• [Data records]:
══════

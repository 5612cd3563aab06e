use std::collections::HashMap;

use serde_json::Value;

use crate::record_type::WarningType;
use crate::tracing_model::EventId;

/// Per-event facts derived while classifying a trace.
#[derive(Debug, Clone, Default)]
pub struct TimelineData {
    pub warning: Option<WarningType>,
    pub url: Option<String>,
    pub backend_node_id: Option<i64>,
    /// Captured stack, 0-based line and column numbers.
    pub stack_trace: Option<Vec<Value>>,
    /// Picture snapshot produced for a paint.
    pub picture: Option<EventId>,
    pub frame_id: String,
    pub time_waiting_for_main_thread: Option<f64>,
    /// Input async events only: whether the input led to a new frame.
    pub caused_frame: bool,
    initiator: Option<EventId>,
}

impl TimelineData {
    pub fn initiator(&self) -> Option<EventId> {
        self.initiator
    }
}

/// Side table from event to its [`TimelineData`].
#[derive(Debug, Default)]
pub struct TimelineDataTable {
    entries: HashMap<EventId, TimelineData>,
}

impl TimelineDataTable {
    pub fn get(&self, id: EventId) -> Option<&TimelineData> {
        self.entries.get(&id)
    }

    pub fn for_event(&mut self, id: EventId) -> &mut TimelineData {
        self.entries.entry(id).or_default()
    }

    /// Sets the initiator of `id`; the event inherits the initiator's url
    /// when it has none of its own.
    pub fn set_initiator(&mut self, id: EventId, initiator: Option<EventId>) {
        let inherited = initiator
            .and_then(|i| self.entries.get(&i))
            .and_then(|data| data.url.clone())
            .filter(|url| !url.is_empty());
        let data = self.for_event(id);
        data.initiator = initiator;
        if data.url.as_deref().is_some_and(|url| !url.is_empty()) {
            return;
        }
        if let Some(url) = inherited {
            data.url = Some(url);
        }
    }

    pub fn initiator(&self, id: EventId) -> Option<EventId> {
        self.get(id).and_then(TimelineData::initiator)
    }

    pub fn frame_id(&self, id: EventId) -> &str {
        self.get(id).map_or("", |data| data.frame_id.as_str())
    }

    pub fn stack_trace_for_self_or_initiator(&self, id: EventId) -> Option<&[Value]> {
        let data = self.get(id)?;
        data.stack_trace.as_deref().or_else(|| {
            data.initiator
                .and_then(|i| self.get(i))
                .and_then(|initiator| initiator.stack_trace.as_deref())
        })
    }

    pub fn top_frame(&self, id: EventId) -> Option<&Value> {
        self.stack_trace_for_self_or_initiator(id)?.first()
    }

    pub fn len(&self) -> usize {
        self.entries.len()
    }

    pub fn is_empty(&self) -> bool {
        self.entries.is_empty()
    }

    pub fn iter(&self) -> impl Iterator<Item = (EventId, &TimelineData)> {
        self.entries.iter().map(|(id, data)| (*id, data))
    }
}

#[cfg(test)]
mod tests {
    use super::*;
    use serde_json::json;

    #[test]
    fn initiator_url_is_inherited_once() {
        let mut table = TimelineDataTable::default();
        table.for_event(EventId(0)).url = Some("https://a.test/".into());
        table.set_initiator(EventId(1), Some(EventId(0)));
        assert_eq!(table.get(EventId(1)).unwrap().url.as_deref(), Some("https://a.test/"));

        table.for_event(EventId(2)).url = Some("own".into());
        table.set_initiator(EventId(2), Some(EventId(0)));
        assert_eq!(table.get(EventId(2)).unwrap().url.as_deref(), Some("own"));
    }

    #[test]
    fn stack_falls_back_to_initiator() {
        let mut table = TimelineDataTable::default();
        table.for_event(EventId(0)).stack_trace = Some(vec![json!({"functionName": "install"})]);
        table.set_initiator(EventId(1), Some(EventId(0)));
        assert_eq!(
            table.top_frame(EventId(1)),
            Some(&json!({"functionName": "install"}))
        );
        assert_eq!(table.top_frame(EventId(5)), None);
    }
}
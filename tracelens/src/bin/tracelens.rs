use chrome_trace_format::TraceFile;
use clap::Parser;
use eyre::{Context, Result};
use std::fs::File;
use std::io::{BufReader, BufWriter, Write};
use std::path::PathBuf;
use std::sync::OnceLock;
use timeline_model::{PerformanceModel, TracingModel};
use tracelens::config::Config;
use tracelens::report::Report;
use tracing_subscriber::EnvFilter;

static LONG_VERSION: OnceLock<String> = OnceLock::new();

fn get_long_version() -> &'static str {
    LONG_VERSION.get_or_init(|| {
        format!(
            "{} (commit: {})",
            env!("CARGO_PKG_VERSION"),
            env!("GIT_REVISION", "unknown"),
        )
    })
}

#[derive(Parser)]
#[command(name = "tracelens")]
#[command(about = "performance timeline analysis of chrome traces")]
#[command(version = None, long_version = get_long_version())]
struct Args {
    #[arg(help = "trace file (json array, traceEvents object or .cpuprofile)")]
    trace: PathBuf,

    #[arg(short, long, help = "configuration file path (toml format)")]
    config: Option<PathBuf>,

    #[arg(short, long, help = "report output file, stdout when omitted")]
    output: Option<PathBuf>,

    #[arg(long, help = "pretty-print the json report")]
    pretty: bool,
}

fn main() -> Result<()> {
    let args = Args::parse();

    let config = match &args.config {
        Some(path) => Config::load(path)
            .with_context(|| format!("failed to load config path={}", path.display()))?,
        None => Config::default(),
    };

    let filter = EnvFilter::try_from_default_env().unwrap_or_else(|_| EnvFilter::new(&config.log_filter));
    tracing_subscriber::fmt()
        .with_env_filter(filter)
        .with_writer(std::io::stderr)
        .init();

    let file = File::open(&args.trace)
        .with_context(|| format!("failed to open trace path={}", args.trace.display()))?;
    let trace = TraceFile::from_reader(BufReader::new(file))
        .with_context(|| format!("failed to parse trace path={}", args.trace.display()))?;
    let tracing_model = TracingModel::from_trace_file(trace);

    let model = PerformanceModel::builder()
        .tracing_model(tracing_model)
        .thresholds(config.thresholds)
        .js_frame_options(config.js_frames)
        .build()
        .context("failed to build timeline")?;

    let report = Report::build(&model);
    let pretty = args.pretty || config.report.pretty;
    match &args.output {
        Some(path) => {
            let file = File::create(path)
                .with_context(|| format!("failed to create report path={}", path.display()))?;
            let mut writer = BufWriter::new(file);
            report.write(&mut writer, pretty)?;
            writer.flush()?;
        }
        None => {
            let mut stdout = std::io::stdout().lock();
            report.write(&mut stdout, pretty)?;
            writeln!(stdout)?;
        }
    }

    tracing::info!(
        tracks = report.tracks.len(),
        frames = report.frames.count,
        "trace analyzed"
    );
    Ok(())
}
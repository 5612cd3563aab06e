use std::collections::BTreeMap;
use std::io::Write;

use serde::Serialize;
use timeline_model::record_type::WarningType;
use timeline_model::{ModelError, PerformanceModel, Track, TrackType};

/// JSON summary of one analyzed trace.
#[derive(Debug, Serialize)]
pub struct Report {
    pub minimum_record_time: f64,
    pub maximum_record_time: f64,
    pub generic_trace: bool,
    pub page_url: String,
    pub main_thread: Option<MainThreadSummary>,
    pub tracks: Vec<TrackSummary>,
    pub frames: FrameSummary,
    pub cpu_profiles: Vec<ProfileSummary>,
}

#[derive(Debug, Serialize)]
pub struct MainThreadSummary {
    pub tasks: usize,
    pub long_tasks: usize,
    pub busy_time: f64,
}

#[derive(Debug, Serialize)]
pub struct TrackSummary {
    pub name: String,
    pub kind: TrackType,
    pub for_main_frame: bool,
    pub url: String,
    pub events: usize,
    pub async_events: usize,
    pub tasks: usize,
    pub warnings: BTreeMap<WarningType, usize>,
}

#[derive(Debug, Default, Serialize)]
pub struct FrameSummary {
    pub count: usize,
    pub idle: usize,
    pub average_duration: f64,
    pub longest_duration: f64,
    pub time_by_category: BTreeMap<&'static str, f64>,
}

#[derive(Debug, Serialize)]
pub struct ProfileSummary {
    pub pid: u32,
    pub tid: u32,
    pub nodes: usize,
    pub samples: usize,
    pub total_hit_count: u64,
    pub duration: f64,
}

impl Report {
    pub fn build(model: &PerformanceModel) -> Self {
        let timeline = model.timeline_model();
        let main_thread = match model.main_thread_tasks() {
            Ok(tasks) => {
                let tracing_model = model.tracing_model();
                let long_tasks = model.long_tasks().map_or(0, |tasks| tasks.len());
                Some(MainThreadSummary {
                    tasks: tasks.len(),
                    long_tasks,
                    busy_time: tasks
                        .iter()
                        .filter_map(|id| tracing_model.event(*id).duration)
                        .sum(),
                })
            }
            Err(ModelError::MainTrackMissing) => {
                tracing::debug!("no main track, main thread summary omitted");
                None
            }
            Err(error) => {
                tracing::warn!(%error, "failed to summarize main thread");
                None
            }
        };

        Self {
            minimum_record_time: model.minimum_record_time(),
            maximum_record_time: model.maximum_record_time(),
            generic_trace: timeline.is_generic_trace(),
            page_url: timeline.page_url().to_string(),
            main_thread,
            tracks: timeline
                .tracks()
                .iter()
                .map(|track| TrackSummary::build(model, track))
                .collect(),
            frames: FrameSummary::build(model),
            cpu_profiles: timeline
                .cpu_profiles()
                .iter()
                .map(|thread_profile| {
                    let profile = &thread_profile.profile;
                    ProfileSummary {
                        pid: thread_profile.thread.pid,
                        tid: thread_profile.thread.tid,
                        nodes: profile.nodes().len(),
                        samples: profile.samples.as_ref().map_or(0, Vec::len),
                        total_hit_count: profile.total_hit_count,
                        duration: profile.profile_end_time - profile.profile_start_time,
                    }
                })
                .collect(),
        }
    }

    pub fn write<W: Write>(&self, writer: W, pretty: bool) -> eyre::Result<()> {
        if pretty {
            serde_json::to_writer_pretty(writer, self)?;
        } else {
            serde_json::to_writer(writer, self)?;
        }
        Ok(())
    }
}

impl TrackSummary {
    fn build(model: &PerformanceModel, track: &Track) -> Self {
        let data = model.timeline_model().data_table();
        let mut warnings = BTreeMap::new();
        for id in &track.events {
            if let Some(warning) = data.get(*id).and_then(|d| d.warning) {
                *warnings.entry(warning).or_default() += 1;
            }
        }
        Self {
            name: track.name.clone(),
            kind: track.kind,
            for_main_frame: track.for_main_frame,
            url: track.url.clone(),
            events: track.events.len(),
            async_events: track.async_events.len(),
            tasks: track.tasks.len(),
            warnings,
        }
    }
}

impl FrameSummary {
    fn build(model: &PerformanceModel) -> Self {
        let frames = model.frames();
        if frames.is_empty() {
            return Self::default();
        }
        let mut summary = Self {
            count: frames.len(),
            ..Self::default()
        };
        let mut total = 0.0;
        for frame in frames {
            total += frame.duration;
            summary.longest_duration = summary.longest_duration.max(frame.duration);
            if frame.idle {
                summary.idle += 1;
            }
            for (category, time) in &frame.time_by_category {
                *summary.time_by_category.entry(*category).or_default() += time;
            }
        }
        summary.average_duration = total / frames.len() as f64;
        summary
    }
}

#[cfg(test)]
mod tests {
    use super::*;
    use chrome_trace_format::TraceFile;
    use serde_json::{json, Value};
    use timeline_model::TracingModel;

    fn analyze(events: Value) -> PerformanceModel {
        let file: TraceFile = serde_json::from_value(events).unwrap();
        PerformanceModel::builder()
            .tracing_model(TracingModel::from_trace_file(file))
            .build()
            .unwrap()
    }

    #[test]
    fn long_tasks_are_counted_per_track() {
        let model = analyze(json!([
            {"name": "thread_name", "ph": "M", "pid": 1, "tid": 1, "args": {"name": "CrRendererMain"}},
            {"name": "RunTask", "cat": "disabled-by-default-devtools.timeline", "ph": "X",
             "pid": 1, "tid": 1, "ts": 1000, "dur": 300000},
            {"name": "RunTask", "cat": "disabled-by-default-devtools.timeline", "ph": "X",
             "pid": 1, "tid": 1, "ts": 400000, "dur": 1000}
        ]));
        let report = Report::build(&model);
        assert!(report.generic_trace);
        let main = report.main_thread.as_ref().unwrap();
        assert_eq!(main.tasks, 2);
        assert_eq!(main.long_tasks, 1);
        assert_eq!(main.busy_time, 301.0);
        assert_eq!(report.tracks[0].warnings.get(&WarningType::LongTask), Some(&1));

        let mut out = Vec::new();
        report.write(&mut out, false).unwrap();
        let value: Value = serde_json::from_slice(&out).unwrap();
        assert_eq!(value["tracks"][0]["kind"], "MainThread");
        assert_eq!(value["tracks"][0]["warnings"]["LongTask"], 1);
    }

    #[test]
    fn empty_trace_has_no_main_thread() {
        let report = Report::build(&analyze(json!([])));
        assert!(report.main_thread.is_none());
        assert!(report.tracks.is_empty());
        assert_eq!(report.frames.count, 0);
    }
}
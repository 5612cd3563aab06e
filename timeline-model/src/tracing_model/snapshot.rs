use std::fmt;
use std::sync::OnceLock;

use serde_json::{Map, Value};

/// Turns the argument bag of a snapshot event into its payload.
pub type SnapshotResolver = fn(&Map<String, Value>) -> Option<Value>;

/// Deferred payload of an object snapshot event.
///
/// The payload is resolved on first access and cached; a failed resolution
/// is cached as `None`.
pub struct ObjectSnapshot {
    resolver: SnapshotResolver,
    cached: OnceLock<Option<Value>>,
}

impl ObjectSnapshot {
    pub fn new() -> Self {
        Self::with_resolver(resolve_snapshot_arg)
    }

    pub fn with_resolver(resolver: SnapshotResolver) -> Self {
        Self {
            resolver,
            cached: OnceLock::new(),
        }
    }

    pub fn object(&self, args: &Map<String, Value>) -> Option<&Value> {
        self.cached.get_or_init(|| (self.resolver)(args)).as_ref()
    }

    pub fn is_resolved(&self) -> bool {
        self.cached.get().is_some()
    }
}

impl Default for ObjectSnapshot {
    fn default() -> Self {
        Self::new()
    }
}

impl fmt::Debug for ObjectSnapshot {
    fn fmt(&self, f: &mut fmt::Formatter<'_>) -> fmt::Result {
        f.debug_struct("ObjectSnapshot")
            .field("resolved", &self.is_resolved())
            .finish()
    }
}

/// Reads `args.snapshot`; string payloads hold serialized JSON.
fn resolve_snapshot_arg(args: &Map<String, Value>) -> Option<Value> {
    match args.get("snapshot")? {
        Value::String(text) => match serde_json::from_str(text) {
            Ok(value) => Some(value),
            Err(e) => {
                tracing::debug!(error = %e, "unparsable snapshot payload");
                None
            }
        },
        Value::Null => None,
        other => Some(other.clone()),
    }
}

══════

• [WORK REQUIRED]:
How many of the lines in the records include the string "open"? Reply with the number alone.

• [TASK RESULT]:
2